Sure, Devolutions announced a Mac client beta in late 2013. But it only shipped in late summer 2014 if I remember correctly. And I think it’s only fair to say that the Mac version of RDM has suffered a tortuous birth.
For me, the beta and the shipping versions never worked at all. To connect to my Windows Server EC2 instances, I use both a Remote Desktop Gateway with self-signed certs (I know, I know) and LastPass to retrieve the credentials for the target EC2 instance. This is a little, ahem, hard on the RDP client.
But the Windows version of RDM had no problem with doing it this way. And I wasn’t about to change the way I connect. So, I was stuck using the Windows version RDM in a virtual machine. That was fine but sub-optimal.
Today, however, I fired up the Mac client, checked for updates and downloaded version 1.1.1.0. Voila! Finally, I can connect to my EC2 instances using the Mac client.
I gotta tell you, this is a big moment in my work life. While there’s obviously lots more to be done to make the RDM Mac client as functional as the Windows version, 90% of what I want is there today: the ability to connect to multiple instances quickly and easily.

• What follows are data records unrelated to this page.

// ============================================================================
// Linting
// ============================================================================

#![deny(unsafe_code)]                 // Unsafe code is forbidden
#![deny(non_camel_case_types)]        // Types must follow CamelCase convention
#![deny(unused_must_use)]             // Must handle Result and Option explicitly
#![deny(non_snake_case)]              // Variables and functions must be snake_case
#![deny(non_upper_case_globals)]      // Constants must be UPPER_CASE
#![deny(nonstandard_style)]           // Non-standard code style is forbidden
#![warn(missing_docs)]                // Public items should be documented

// Clippy lints (warnings only)
#![warn(clippy::all)]
#![warn(clippy::pedantic)]
#![warn(clippy::nursery)]
#![warn(clippy::unwrap_used)]
#![warn(clippy::expect_used)]
#![warn(clippy::panic)]
#![warn(clippy::print_stdout)]
#![warn(clippy::todo)]
#![warn(clippy::unimplemented)]
#![warn(clippy::unwrap_in_result)]
#![warn(clippy::redundant_clone)]
#![warn(clippy::too_many_arguments)]
#![warn(clippy::cognitive_complexity)]

// Safety and robustness lints
#![deny(overflowing_literals)]
#![deny(arithmetic_overflow)]

// ============================================================================
// Crate Documentation
// ============================================================================

//! # almadeploy
//!
//! Idempotent, ordered provisioning of a Java (Maven) backend and a
//! JavaScript (npm) single-page frontend on a fresh AlmaLinux host, fronted
//! by Nginx with TLS and backed by PostgreSQL.
//!
//! ## Overview
//!
//! A run validates its configuration, checks the host (root, sources, disk,
//! ports), then executes ten phases strictly in order:
//!
//! 1. firewall
//! 2. dependencies
//! 3. database
//! 4. accounts
//! 5. sources
//! 6. build
//! 7. deploy
//! 8. services
//! 9. tls
//! 10. health check
//!
//! Each phase first asks whether its target state already holds and only
//! then mutates, so a second run against a converged host changes nothing.
//! Mutating phases register compensations; the first fatal failure replays
//! them in reverse.
//!
//! ## Modules
//!
//! - [`config`]: Configuration parsing, validation and derived host paths
//! - [`host`]: Typed queries and mutations against the target host
//! - [`render`]: Unit, environment, vhost and `PostgreSQL` file rendering
//! - [`phases`]: The ten provisioning phases
//! - [`planner`]: Plan, executor and compensations
//! - [`preflight`]: Checks run before anything is touched
//! - [`probe`]: HTTP health probing
//! - [`orchestrator`]: Top-level driver producing the deployment summary
//! - [`cli`]: Command-line interface
//!
//! ## Example
//!
//! ```yaml
//! domain: app.example.com
//! contact_email: ops@example.com
//! database:
//!   name: foo
//!   user: bar
//! sources:
//!   backend: /srv/backend
//!   frontend: /srv/frontend
//! ```

// ============================================================================
// Modules
// ============================================================================

pub mod cli;
pub mod config;
pub mod error;
pub mod host;
pub mod orchestrator;
pub mod phases;
pub mod planner;
pub mod preflight;
pub mod probe;
pub mod render;

// ============================================================================
// Re-exports
// ============================================================================

pub use cli::{Cli, Commands, OutputFormatter};
pub use config::{ConfigHasher, ConfigParser, ConfigValidator, DeployConfig, HostLayout};
pub use error::{DeployError, Result};
pub use host::{Host, SystemHost};
pub use orchestrator::{DeploymentReport, Orchestrator, ValidationReport};
pub use planner::{DeploymentPlan, PhaseKind, PlanExecutor};
pub use preflight::{Preflight, PreflightReport};
pub use probe::{HealthProbe, HttpHealthProbe};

I gotta give the folks at Devolutions kudos for taking my problems with the Mac client seriously. It took some serious ‘splaining in their support forums for them to finally understand how I connect, but once they did they rather quickly fixed the bug that made the Mac product useless for me.
So, if you are a Mac user and a Window Server DevOps person, check out Remote Desktop Manager for Mac.